Así se da la paradoja de que la cultura, pese a operar fundamentalmente en un nivel inmaterial, tiene consecuencias materiales muy tangibles que se manifiestan en forma de ordenaciones urbanas, planes especulativos, entradas de turismo, etc.
Fase 1: controlar los símbolos
Esto lo hemos visto de forma clara en lugares como Bilbao, donde el denominado efecto Guggenheim es innegable. La llegada del museo ha transformado la percepción simbólica y la imagen de la ciudad, pero también ha influido en la revaloración de su suelo, ha hecho de Bilbao una parada obligatoria para el turismo y ha servido como emblema para resituar la ciudad en el panorama internacional. En Barcelona es imposible disociar grandes eventos culturales como el Foro Internacional de las Culturas de 2004 con la reurbanización de la zona Diagonal Mar, un complejo hotelero y de viviendas de lujo que físicamente rodea el enclave en el que se produjo el foro. El encarecimiento del suelo que rodea el Tate Modern de Londres, o el impacto económico y turístico que tiene el Festival de Cine de San Sebastián, son tan sólo unos pocos ejemplos de un fenómeno que se repite en ciudades y municipios de todo el mundo. La cultura y las tramas de desarrollo urbano son primas hermanas.
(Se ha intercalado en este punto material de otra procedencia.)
//! Chat command - Talk to the project assistant.

use std::path::PathBuf;
use std::sync::Arc;

use anyhow::Result;
use clap::Args;
use tokio::io::{AsyncBufReadExt, BufReader};
use tracing::{debug, info};

use vitrine_chat::{
    ChatConfig, ChatError, ChatOrchestrator, ChatTurn, Notice, NoticeLevel, NotificationSink,
    SendOutcome,
};

use super::{ProjectArgs, Reported};

#[derive(Args)]
pub struct ChatArgs {
    #[command(flatten)]
    project: ProjectArgs,

    /// Ask a single question and exit
    #[arg(short, long)]
    message: Option<String>,

    /// Assistant endpoint (overrides settings and environment)
    #[arg(long)]
    endpoint: Option<String>,

    /// Workspace holding .vitrine/settings.json (defaults to current directory)
    #[arg(short, long)]
    workspace: Option<PathBuf>,
}

/// Prints notices to stderr
struct ConsoleSink;

impl NotificationSink for ConsoleSink {
    fn notify(&self, notice: Notice) {
        match notice.level {
            NoticeLevel::Warning => eprintln!("⚠️  {}", notice.message),
            NoticeLevel::Error => eprintln!("❌ {}", notice.message),
        }
    }
}

pub async fn execute(args: ChatArgs) -> Result<()> {
    let (projects, project_id) = args.project.load()?;
    let config = resolve_config(&args)?;

    info!("Chatting about project '{}' via {}", project_id, config.endpoint);

    let chat = ChatOrchestrator::from_config(&config, Arc::new(projects), project_id)?
        .sink(Arc::new(ConsoleSink))
        .welcome(config.welcome && args.message.is_none())
        .build();

    match args.message {
        Some(message) => ask_once(&chat, &message).await,
        None => interactive(&chat).await,
    }
}

fn resolve_config(args: &ChatArgs) -> Result<ChatConfig> {
    let root = match args.workspace {
        Some(ref path) => path.clone(),
        None => std::env::current_dir()?,
    };
    Ok(ChatConfig::resolve(&root, args.endpoint.as_deref())?)
}

async fn ask_once(chat: &ChatOrchestrator, message: &str) -> Result<()> {
    match chat.send_message(message).await {
        SendOutcome::Replied(turn) => {
            println!("{}", turn.content);
            Ok(())
        }
        SendOutcome::LimitReached => Err(Reported(ChatError::QuotaExceeded).into()),
        SendOutcome::Failed(e) => Err(Reported(e).into()),
        SendOutcome::Ignored | SendOutcome::Abandoned => {
            anyhow::bail!("Empty message, nothing to ask (invalid argument)")
        }
    }
}

async fn interactive(chat: &ChatOrchestrator) -> Result<()> {
    for turn in chat.state().messages {
        print_turn(&turn);
    }
    println!("(type /project <id> to switch project, /quit to leave)");

    let mut lines = BufReader::new(tokio::io::stdin()).lines();
    while let Some(line) = lines.next_line().await? {
        let line = line.trim();

        if line == "/quit" || line == "/exit" {
            break;
        }
        if let Some(id) = line.strip_prefix("/project ") {
            chat.switch_project(id.trim());
            println!("📁 Now chatting about '{}'", chat.project_id());
            for turn in chat.state().messages {
                print_turn(&turn);
            }
            continue;
        }

        match chat.send_message(line).await {
            SendOutcome::Replied(turn) => print_turn(&turn),
            SendOutcome::LimitReached => return Err(Reported(ChatError::QuotaExceeded).into()),
            SendOutcome::Failed(e) if e.is_recoverable() => {
                debug!("Send failed, waiting for next input: {}", e)
            }
            SendOutcome::Failed(e) => return Err(Reported(e).into()),
            SendOutcome::Ignored | SendOutcome::Abandoned => {}
        }
    }

    Ok(())
}

fn print_turn(turn: &ChatTurn) {
    println!("🤖 {}", turn.content);
    println!();
}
Es por eso que, quien gestiona la cultura desde las instituciones públicas, debe entender la realidad simbólica en la que opera, prestando atención al relato de ciudad que quiere producir. Esto es, los imaginarios colectivos, las identidades que se quieren potenciar, las memorias que se quieren hacer visibles y las que se quieren ocultar. Pero también ha de saber enfrentarse a los intereses económicos y comerciales que subyacen a las acciones culturales, a los lobbies y grupos de interés que se benefician de ella, intereses y tramas urbanísticos, concesiones y empresas que gestionan los grandes equipamientos, a las tramas de contratación de personal. En definitiva, a toda la actividad comercial que de forma más o menos visible nos recuerda la realidad material de la cultura.
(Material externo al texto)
//! # vitrine_chat - Project Chat Assistant for Vitrine
//!
//! This crate turns user questions about a showcased project into calls
//! against a remote language-model endpoint:
//! - Ordered, append-only conversation log replayed as history
//! - Project context injected into every request
//! - Fixed-delay retry for overloaded backends
//! - Daily quota mirrored client-side once the backend reports it
//!
//! ## Architecture
//!
//! ```text
//! ┌─────────────────┐     ┌─────────────────┐     ┌─────────────────┐
//! │  UI / CLI layer │────▶│ChatOrchestrator │────▶│RetryingInvoker  │
//! └─────────────────┘     └────────┬────────┘     └────────┬────────┘
//!                                  │                       │
//!         ┌────────────────────────┼───────────┐           ▼
//!         ▼                        ▼           ▼   ┌───────────────┐
//! ┌───────────────┐      ┌───────────────┐ ┌─────┐ │AssistantBackend│
//! │  MessageLog   │      │ContextBuilder │ │Quota│ └───────────────┘
//! └───────────────┘      └───────────────┘ └─────┘
//! ```

pub mod types;
pub mod error;
pub mod config;
pub mod context;
pub mod message_log;
pub mod quota;
pub mod notify;
pub mod project;
pub mod backend;
pub mod retry;
pub mod orchestrator;
pub mod mock;

pub use types::*;
pub use error::*;
pub use config::*;
pub use context::*;
pub use message_log::*;
pub use quota::*;
pub use notify::*;
pub use project::*;
pub use backend::*;
pub use retry::*;
pub use orchestrator::*;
Las guerras culturales que se están dando en este país desde que entraron en los consistorios ciudadanos que no tenían un perfil de políticos profesionales, empezaron en torno a la dimensión simbólica de la cultura: el color del traje de los reyes, el contenido de algunos tuits, el cambio de nombre de ciertas calles, la presencia o no de de un retrato del rey en diferentes consistorios, casos de censura, las reinas magas de Valencia o los mensajes que aparecían en una pancarta de cartón sostenida por títeres de calle. Cualquier gesto podía ser susceptible de dar pie a un escándalo. El fondo de estas batallas mediáticas era más o menos trivial, pero el desgaste que han producido en diferentes consistorios es del todo real. Estas guerras han tenido consecuencias notables: ceses de cargos directivos, reordenación de áreas de gobierno, paralización de planes y, sobre todo, la instauración de una cultura del miedo en la que el “más vale prevenir que curar” ha calado hondo. Desde la ciudadanía comprobamos con tristeza que lo que podían haber sido ayuntamientos del cambio se han convertido en gigantes cautelosos que avanzan con miedo a caer en una nueva trampa dialéctica.
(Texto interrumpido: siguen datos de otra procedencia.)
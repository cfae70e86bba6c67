//! Error types for the chat assistant.

use thiserror::Error;

/// Result type for chat operations
pub type ChatResult<T> = Result<T, ChatError>;

/// Chat assistant errors.
///
/// Every backend failure is resolved to one of these kinds before it reaches
/// the UI layer; raw transport errors never escape the invoker.
#[derive(Error, Debug, Clone, PartialEq, Eq)]
pub enum ChatError {
    /// Backend is temporarily out of capacity. Retried internally.
    #[error("Assistant is overloaded")]
    Overloaded,

    /// Overload persisted through every retry attempt
    #[error("Assistant is still overloaded after {attempts} attempts, please try again shortly")]
    RetryExhausted { attempts: u32 },

    /// Daily chat allowance is used up
    #[error("Daily chat limit reached, come back tomorrow")]
    QuotaExceeded,

    /// Network or timeout failure
    #[error("Could not reach the assistant: {0}")]
    Transient(String),

    /// Malformed or unexpected response
    #[error("Unexpected assistant response: {0}")]
    Fatal(String),

    /// No assistant endpoint configured
    #[error("Assistant not configured. Set VITRINE_CHAT_ENDPOINT or add .vitrine/settings.json")]
    NotConfigured,

    /// HTTP client could not be set up
    #[error("HTTP client error: {0}")]
    Client(String),

    /// File system error
    #[error("I/O error: {0}")]
    Io(String),

    /// Serialization error
    #[error("Serialization error: {0}")]
    Serialization(String),
}

impl ChatError {
    /// Whether the user can simply send again.
    pub fn is_recoverable(&self) -> bool {
        matches!(
            self,
            Self::Overloaded | Self::RetryExhausted { .. } | Self::Transient(_) | Self::Fatal(_)
        )
    }
}

impl From<std::io::Error> for ChatError {
    fn from(err: std::io::Error) -> Self {
        Self::Io(err.to_string())
    }
}

impl From<serde_json::Error> for ChatError {
    fn from(err: serde_json::Error) -> Self {
        Self::Serialization(err.to_string())
    }
}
Fase 2: controlar las instituciones
Las guerras continúan, la contienda crece de escala. Una vez debilitados los equipos de gobierno es más fácil ir a por las posiciones importantes. En esta segunda fase ya no está en juego el interés por controlar los símbolos, sino que hay una voluntad clara por controlar las instituciones y las tramas económicas que de ellas dependen. No es casualidad que Collboni quisiera asumir no tan sólo el área de cultura, sino también innovación y parte de economía. En este gesto por capturar la vertiente empresarial de la cultura, lo primero que hizo fue intentar colocar como comisionado a Xavier Marcé, viejo conocido del PSC y antiguo Director General de Industrias Culturales de la Generalitat.
Marcé, como indicaba La Directa, siendo subdirector de la empresa Focus, ha gestionado durante muchos años una parte importante de eventos públicos del instituto de cultura y tenía importantes relaciones comerciales con el ayuntamiento. Igualmente Focus lleva la explotación de cuatro teatros de la Condal (Romea, Villarroel, Condal y Goya) y del Teatro de La Latina en Madrid.
Darle la capitanía de cultura implicaba entender la cultura como un recurso al servicio de intereses privados y empresariales, todo lo contrario a lo que apostaba Colau en su programa. Sin embargo, esta maniobra se frustró en el último momento. Eran tan evidentes los intereses cruzados de Marcé, que esta puerta giratoria se le cerró bruscamente, en parte gracias a la notable reacción de gran parte del sector cultural que hizo patente su descontento a través de las redes.
El asedio en Madrid
En Madrid, los ataques a Celia Mayer desde que asumiera cultura han sido incesantes y tras debilitar el área contamos con indicios de que el PSOE también quiere hacerse con cultura. De nuevo, hemos pasado de luchas por dominar los símbolos a abrir una contienda por dominar la máquina que mueve el dinero. La semana pasada saltó la noticia: con la abstención del PSOE, los populares y Ciudadanos pidieron la destitución por “motivos éticos y morales” de Santiago Eraso, director de Madrid Destino, la empresa pública que maneja un presupuesto de alrededor de 56.000.000 de euros y de la que dependen gran número de equipamientos públicos y teatros como son el Circo Price, el Teatro Español, Medialab Prado, Matadero Madrid o el Teatro Fernán Gómez entre otros. Eraso, un profesional con una carrera dilatada y ampliamente contrastada, se ha visto en el centro de una polémica innecesaria que lo único que busca es debilitar un poco más cultura para intentar arrebatar una empresa pública que es, sin duda, una de las maquinarias más importantes para gestionar la cultura en el municipio, y de la que dependen tramas económicas nada desdeñables. De nuevo vemos una batalla en torno a lo simbólico que tiene como objetivo recuperar el control material de la ciudad.
Las guerras culturales se han cobrado sus primeras víctimas en forma de destituciones y ceses de profesionales del más alto nivel. Paradójicamente, lo que parecían grandes escándalos se han quedado en anécdotas; a nadie le importan ya el color de la túnica de un rey mago ni el contenido exacto de un tuit. Con Eraso volvemos a ver cómo las batallas que están teniendo lugar distan mucho de ser elegantes: son rastreras y nos recuerdan que hacer política también es eso, pelear en el barro. Las luchas por dominar los símbolos han dejado paso a las contiendas por controlar las máquinas que producen dinero, que ordenan la ciudad y que bien gestionadas pueden llegar a desplegar un importante poder en el medio urbano. Como vemos, ir a por la cultura no es un capricho. Lamentablemente, lo que tienen en común ambos consistorios es que ninguno de los dos ha sabido ver el valor estratégico de cultura. ¿Será esa la razón por la que tanto Colau como a Carmena se han mostrado tibias a la hora de defender a sus equipos? Quizás, finalmente, no resulte tan fácil entender lo que significa la cultura como bien común. Lástima que The Wire eso no nos lo pueda enseñar.